**WHAT THE TASK REQUIRES**:
Restate, word for word, the lines from the opening line of the data through the line containing "type Err = DomainError;", both included, and nothing else.

**SOURCE RECORDS**:
________________________________________

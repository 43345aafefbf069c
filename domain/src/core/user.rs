//! User identity value object

use super::error::DomainError;
use serde::{Deserialize, Serialize};
use std::fmt;
use std::str::FromStr;

/// Opaque identifier of an end user (Value Object)
///
/// Transports hand out either numeric ids (chat platforms) or string handles
/// (console, web). Both are normalized to their string form so that every
/// per-user table is keyed the same way.
#[derive(Debug, Clone, PartialEq, Eq, Hash, PartialOrd, Ord, Serialize, Deserialize)]
#[serde(transparent)]
pub struct UserId(String);

impl UserId {
    pub fn new(id: impl Into<String>) -> Self {
        Self(id.into())
    }

    pub fn as_str(&self) -> &str {
        &self.0
    }
}

impl fmt::Display for UserId {
    fn fmt(&self, f: &mut fmt::Formatter<'_>) -> fmt::Result {
        f.write_str(&self.0)
    }
}

impl From<i64> for UserId {
    fn from(id: i64) -> Self {
        Self(id.to_string())
    }
}

impl From<&str> for UserId {
    fn from(id: &str) -> Self {
        Self(id.to_string())
    }
}

impl From<String> for UserId {
    fn from(id: String) -> Self {
        Self(id)
    }
}

impl FromStr for UserId {
    type Err = DomainError;

    fn from_str(s: &str) -> Result<Self, Self::Err> {
        let trimmed = s.trim();
        if trimmed.is_empty() || trimmed.chars().any(char::is_whitespace) {
            return Err(DomainError::InvalidUserId(s.to_string()));
        }
        Ok(Self(trimmed.to_string()))
    }
}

________________________________________

**EXERCISE SOLUTION**:
repository 43345aafefbf069c
filename domain/src/core/user.rs
//! User identity value object

use super::error::DomainError;
use serde::{Deserialize, Serialize};
use std::fmt;
use std::str::FromStr;

/// Opaque identifier of an end user (Value Object)
///
/// Transports hand out either numeric ids (chat platforms) or string handles
/// (console, web). Both are normalized to their string form so that every
/// per-user table is keyed the same way.
#[derive(Debug, Clone, PartialEq, Eq, Hash, PartialOrd, Ord, Serialize, Deserialize)]
#[serde(transparent)]
pub struct UserId(String);

impl UserId {
    pub fn new(id: impl Into<String>) -> Self {
        Self(id.into())
    }

    pub fn as_str(&self) -> &str {
        &self.0
    }
}

impl fmt::Display for UserId {
    fn fmt(&self, f: &mut fmt::Formatter<'_>) -> fmt::Result {
        f.write_str(&self.0)
    }
}

impl From<i64> for UserId {
    fn from(id: i64) -> Self {
        Self(id.to_string())
    }
}

impl From<&str> for UserId {
    fn from(id: &str) -> Self {
        Self(id.to_string())
    }
}

impl From<String> for UserId {
    fn from(id: String) -> Self {
        Self(id)
    }
}

impl FromStr for UserId {
    type Err = DomainError;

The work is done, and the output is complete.